PK tried to be the hero in the challenge and cost them an early lead, and after all that ominous foreshadowing in the premiere, you’d expect him to be the frontrunner to go here. But by the grace of the Outpost twist, Tevin’s idol spooks everyone away from targeting PK or Toni as they fully expect one of them to be saved. And a six-person alliance can’t exactly split for an idol if the other four are united, so the path of least risk winds up being an anti-Chappies coalition with Shane, another big threat, as the backup target.
It only took two days, but the Breakfast Club has had its fill with each other and implodes in glorious fashion. Marian volunteers to write Shane’s name down to prove her loyalty and set up a free agent plan moving forward. Dante turns on Chappies, who was just his number one ally a couple days ago, because he doesn’t want to stay up at night playing security guard.
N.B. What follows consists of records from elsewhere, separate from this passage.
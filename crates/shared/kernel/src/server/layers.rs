use axum::Router;
use axum::http::{HeaderName, HeaderValue, Method, header};
use tower_http::cors::{AllowOrigin, Any, CorsLayer};
use tower_http::set_header::SetResponseHeaderLayer;
use tport_domain::config::CorsConfig;
use tracing::warn;

const SECURITY_HEADERS: [(HeaderName, &str); 3] = [
    (header::X_CONTENT_TYPE_OPTIONS, "nosniff"),
    (header::X_FRAME_OPTIONS, "DENY"),
    (header::X_XSS_PROTECTION, "1; mode=block"),
];

/// Adds the static hardening headers to every response of `router`, fallback included.
pub fn security_headers<S>(router: Router<S>) -> Router<S>
where
    S: Clone + Send + Sync + 'static,
{
    SECURITY_HEADERS.into_iter().fold(router, |router, (name, value)| {
        router.layer(SetResponseHeaderLayer::overriding(name, HeaderValue::from_static(value)))
    })
}

/// Credentialed CORS for the admin API, limited to the configured origins.
#[must_use]
pub fn admin_cors(config: &CorsConfig) -> CorsLayer {
    let origins = config
        .allowed_origins
        .iter()
        .filter_map(|origin| match HeaderValue::from_str(origin) {
            Ok(value) => Some(value),
            Err(_) => {
                warn!(%origin, "Ignoring malformed CORS origin");
                None
            }
        })
        .collect::<Vec<_>>();

    CorsLayer::new()
        .allow_origin(AllowOrigin::list(origins))
        .allow_credentials(true)
        .allow_methods([Method::GET, Method::POST, Method::PUT, Method::DELETE, Method::OPTIONS])
        .allow_headers([header::CONTENT_TYPE, header::AUTHORIZATION, header::COOKIE])
}

/// Open CORS for the public tracking lookup; never carries credentials.
#[must_use]
pub fn public_cors() -> CorsLayer {
    CorsLayer::new()
        .allow_origin(Any)
        .allow_methods([Method::GET, Method::OPTIONS])
        .allow_headers(Any)
}
use sha2::{Digest, Sha256};
use tport_domain::config::AuthConfig;

type Digest256 = [u8; 32];

/// The single configured admin account, kept as SHA-256 digests.
#[derive(Clone)]
pub struct AdminCredentials {
    username: Digest256,
    password: Option<Digest256>,
}

impl AdminCredentials {
    #[must_use]
    pub fn new(username: &str, password: &str) -> Self {
        Self {
            username: digest(username),
            password: (!password.is_empty()).then(|| digest(password)),
        }
    }

    #[must_use]
    pub fn from_config(config: &AuthConfig) -> Self {
        Self::new(&config.admin_username, &config.admin_password)
    }

    /// `false` while no admin password is configured.
    #[must_use]
    pub const fn is_enabled(&self) -> bool {
        self.password.is_some()
    }

    /// Compares both fields in constant time; both comparisons always run.
    #[must_use]
    pub fn verify(&self, username: &str, password: &str) -> bool {
        let Some(expected_password) = &self.password else {
            return false;
        };
        let user_ok = constant_time_eq(&self.username, &digest(username));
        let pass_ok = constant_time_eq(expected_password, &digest(password));
        user_ok & pass_ok
    }
}

impl std::fmt::Debug for AdminCredentials {
    fn fmt(&self, f: &mut std::fmt::Formatter<'_>) -> std::fmt::Result {
        f.debug_struct("AdminCredentials").field("enabled", &self.is_enabled()).finish_non_exhaustive()
    }
}

fn digest(value: &str) -> Digest256 {
    Sha256::digest(value.as_bytes()).into()
}

fn constant_time_eq(a: &Digest256, b: &Digest256) -> bool {
    a.iter().zip(b).fold(0u8, |acc, (x, y)| acc | (x ^ y)) == 0
}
Steffi and Chappies, none the wiser and feeling totally secure, assume Shane is being sacrificed.
And Shane, who admittedly has a good read here among a sea of questionable ones, senses Dante’s wavering loyalty to the six and goes wildly off the rails, trying to blindside him at the last second. So what should have been a simple Chappies vote with Shane as a contingency target turns into a chaotic, frantic, totally bonkers scramble with Shane digging his hole deeper and deeper with every conversation.
At Tribal, Nico delivers a poignant bit of wisdom. If you’re so focused on playing some sort of “Survivor 2.0” at the advanced level, you might forget Survivor 101 and make rookie mistakes. And if you want mistakes, this Tribal delivers. Tejan has to step in and shut some discussions down before too many beans are spilled into Tevin’s lap, but Tevin had enough ammo before Tribal even began.
When given a chance to ask questions himself, he immediately throws Shane and Steffi under the bus by exposing their Outpost chatter to Tejan, the one thing they didn’t relay to the rest of the tribe upon returning to camp. With that seed planted and watered with three days worth of paranoia, Steffi and Shane scramble to defend themselves against a scorned Toni as Palesa and Marian try their best to maintain what little unity remains heading into the first vote of the season.
Tevin plays it safe and protects Palesa, who receives no votes alongside the rest of her bottom-feeder allies who seemed to be doomed just yesterday. Instead, the votes land on the Breakfast Club men. By the slimmest of margins, Chappies is brutally blindsided in a 5-4-1 vote over Shane and Dante. But, disappointment aside, he’s all smiles about his immediate ouster and heads off with his legacy still intact.
Chappies came into the season as the biggest name, the biggest target, and maybe the biggest outcast of them all. Absolutely nothing about this season worked in his favor, so the battle would always be uphill. There weren’t any former winners or even finalists to hide behind. Without the likes of Santoni or Anesu to serve as a guaranteed ally on Masu, he was a lone wolf. He had big player Shane openly despising him on social media and during the pre-game press (though he ironically didn’t even vote for Chappies because he was so blinded by his distrust of Dante).
Also, his challenge prowess wasn’t exactly in high demand when Masu had other physically gifted players to rely on. And because the last thing anyone watched before playing this season was Chappies going home as the chaotic fallen angel of Immunity Island, he was the trophy everyone wanted on their wall. But Chappies still brought great TV in his two episodes, even if his late-night idol hunting didn’t do him many favors. And I’m sure he’ll be back for a hypothetical All-Stars season despite his early exit. And perhaps with less of a target on his back, too, Tony Vlachos style.
Return of the Outcasts kicked off with a bang, and if this two-part premiere is an indication of where this season may be heading, I’d buckle up and grab your biltong because this could be an absolute bloodbath all the way to the finish line.